According to USCIB Director for Investment, Trade and China Alice Slayton Clark, the letter was dispatched December 1 as USCIB’s response to the recent USTR request for comment on the possible reinstatement of certain product exclusions subject to the Section 301 investigation of China’s acts, policies, and practices related to technology transfer, intellectual property and innovation (86 FR 56345).
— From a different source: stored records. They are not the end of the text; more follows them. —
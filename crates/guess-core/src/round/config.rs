use rand::rngs::StdRng;
use rand::{Rng, SeedableRng};
use serde::{Deserialize, Serialize};

use crate::config::{limits, number};
use crate::difficulty::Difficulty;
use crate::error::{Error, Result};

/// Immutable parameters of one round.
#[derive(Debug, Clone, Copy, PartialEq, Eq, Serialize, Deserialize)]
pub struct RoundConfig {
    pub difficulty: Difficulty,
    pub hidden_number: i32,
    /// Present iff the difficulty bounds attempts.
    pub max_attempts: Option<u32>,
    /// Present iff the difficulty runs a timer.
    pub time_limit_secs: Option<u32>,
}

impl RoundConfig {
    /// Config with the default budgets for `difficulty`.
    pub fn standard(difficulty: Difficulty, hidden_number: i32) -> Self {
        Self {
            difficulty,
            hidden_number,
            max_attempts: difficulty
                .attempts_bounded()
                .then_some(limits::DEFAULT_MAX_ATTEMPTS),
            time_limit_secs: difficulty
                .timer_enabled()
                .then_some(limits::DEFAULT_TIME_LIMIT_SECS),
        }
    }

    /// Standard config with a hidden number drawn from the thread RNG.
    pub fn random(difficulty: Difficulty) -> Self {
        Self::random_with(difficulty, &mut rand::rng())
    }

    /// Standard config with a hidden number drawn from an RNG seeded with `seed`.
    pub fn seeded(difficulty: Difficulty, seed: u64) -> Self {
        Self::random_with(difficulty, &mut StdRng::seed_from_u64(seed))
    }

    /// Standard config with a hidden number drawn from `rng`.
    pub fn random_with<R: Rng + ?Sized>(difficulty: Difficulty, rng: &mut R) -> Self {
        Self::standard(difficulty, rng.random_range(number::HIDDEN_RANGE))
    }

    /// Override the attempt budget. Ignored when the difficulty has none.
    pub fn with_max_attempts(mut self, max_attempts: u32) -> Self {
        if self.difficulty.attempts_bounded() {
            self.max_attempts = Some(max_attempts);
        }
        self
    }

    /// Override the time budget. Ignored when the difficulty has no timer.
    pub fn with_time_limit_secs(mut self, secs: u32) -> Self {
        if self.difficulty.timer_enabled() {
            self.time_limit_secs = Some(secs);
        }
        self
    }

    pub fn validate(&self) -> Result<()> {
        if !number::HIDDEN_RANGE.contains(&self.hidden_number) {
            return Err(Error::invalid_config(format!(
                "hidden number {} outside {}..{}",
                self.hidden_number,
                number::HIDDEN_RANGE.start,
                number::HIDDEN_RANGE.end
            )));
        }

        match (self.difficulty.attempts_bounded(), self.max_attempts) {
            (true, None) => {
                return Err(Error::invalid_config(format!(
                    "{} requires an attempt limit",
                    self.difficulty
                )));
            }
            (false, Some(_)) => {
                return Err(Error::invalid_config(format!(
                    "{} has no attempt limit",
                    self.difficulty
                )));
            }
            (_, Some(0)) => {
                return Err(Error::invalid_config("attempt limit must be positive"));
            }
            _ => {}
        }

        match (self.difficulty.timer_enabled(), self.time_limit_secs) {
            (true, None) => Err(Error::invalid_config(format!(
                "{} requires a time limit",
                self.difficulty
            ))),
            (false, Some(_)) => Err(Error::invalid_config(format!(
                "{} has no time limit",
                self.difficulty
            ))),
            (_, Some(0)) => Err(Error::invalid_config("time limit must be positive")),
            _ => Ok(()),
        }
    }
}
“While reinstatement of the product exclusion process is an important first step, we urge USTR to grant exclusions to all 549 products currently under review, to broaden the Section 301 product exclusion process, and to intensify high level engagement with the Chinese government and U.S. allies on a negotiated solution that ends these harmful tariffs,” said Clark. The letter advocates for retroactive recuperation of duties, long term extensions and a full and transparent Section 301 product exclusion process. It also urges caution when considering any future unilateral actions or remedies, as Ambassador Tai has indicated an interest in launching a new Section 301 investigation into Chinese industrial subsidy policies.
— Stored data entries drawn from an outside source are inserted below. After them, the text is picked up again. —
//! Leaderboard command for showing ranked wins.

use std::path::Path;

use anyhow::{Context, Result};
use guess_core::{Difficulty, LeaderboardStore, TieBreak};

use crate::console;
use crate::settings::Settings;

/// Show one difficulty's leaderboard
///
/// Without `--difficulty` the last played difficulty is shown.
pub fn run(
    data_dir: &Path,
    settings_path: Option<&Path>,
    difficulty: Option<Difficulty>,
    json: bool,
    by_time: bool,
) -> Result<()> {
    let difficulty = match difficulty {
        Some(difficulty) => difficulty,
        None => settings_path
            .and_then(|path| Settings::load(path).ok())
            .unwrap_or_default()
            .difficulty,
    };
    let tie_break = if by_time {
        TieBreak::ElapsedTime
    } else {
        TieBreak::AppendOrder
    };

    let store = LeaderboardStore::open(data_dir);
    let entries = store
        .read_ranked_by(difficulty, tie_break)
        .with_context(|| format!("Failed to read {} leaderboard", difficulty))?;

    if json {
        println!("{}", serde_json::to_string_pretty(&entries)?);
    } else {
        println!("{}", console::format_leaderboard(difficulty, &entries));
    }

    Ok(())
}
//! Partition serialization.
//!
//! A partition is stored as a JSON array with one record per entry:
//!
//! ```json
//! [{"difficulty":"Hard","name":"alice","attempts":3,"time":12.5}]
//! ```
//!
//! Absent optional fields are omitted on write and defaulted on read, and
//! unknown fields are ignored, so adding an optional field never breaks
//! existing readers. A record without a difficulty belongs to the partition
//! it was read from; a record without a name keeps an empty name.

use serde::{Deserialize, Serialize};

use crate::difficulty::Difficulty;
use crate::error::{Error, Result};
use crate::leaderboard::LeaderboardEntry;

#[derive(Debug, Serialize, Deserialize)]
struct EntryRecord {
    #[serde(default, skip_serializing_if = "Option::is_none")]
    difficulty: Option<Difficulty>,
    #[serde(default)]
    name: String,
    #[serde(default, skip_serializing_if = "Option::is_none")]
    attempts: Option<u32>,
    #[serde(default, skip_serializing_if = "Option::is_none")]
    time: Option<f64>,
}

impl From<&LeaderboardEntry> for EntryRecord {
    fn from(entry: &LeaderboardEntry) -> Self {
        Self {
            difficulty: Some(entry.difficulty),
            name: entry.player_name.clone(),
            attempts: entry.attempts,
            time: entry.elapsed_secs,
        }
    }
}

pub fn encode(entries: &[LeaderboardEntry]) -> Result<String> {
    let records: Vec<EntryRecord> = entries.iter().map(EntryRecord::from).collect();
    Ok(serde_json::to_string(&records)?)
}

/// Decode the stored partition of `difficulty`.
///
/// Blank data (and a JSON `null`) is an empty partition. Anything else that
/// fails to parse is `CorruptData`.
pub fn decode(difficulty: Difficulty, data: &str) -> Result<Vec<LeaderboardEntry>> {
    if data.trim().is_empty() {
        return Ok(Vec::new());
    }

    let records: Option<Vec<EntryRecord>> =
        serde_json::from_str(data).map_err(|source| Error::CorruptData {
            partition: difficulty.partition_key(),
            source,
        })?;

    Ok(records
        .unwrap_or_default()
        .into_iter()
        .map(|record| LeaderboardEntry {
            difficulty: record.difficulty.unwrap_or(difficulty),
            player_name: record.name,
            attempts: record.attempts,
            elapsed_secs: record.time,
        })
        .collect())
}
The letter further emphasizes that, while USCIB remains wholly committed to U.S. efforts to confront unfair trade practices, “we are concerned that the Section 301 tariffs imposed against Chinese imports have done more harm than good. Today, the tariffs cover over $370 billion in goods, levying tariffs of up to twenty-five percent on almost every Chinese import into the United States, including USCIB member products across the entire scope of the Harmonized Tariff Schedule of the United States (HTS). The tariffs have raised the cost of doing business in the United States and increased prices for U.S. families without addressing or improving the practices identified by the Section 301.” This outcome runs counter to the Biden Administration’s Build Back Better agenda and goals for U.S. economic recovery.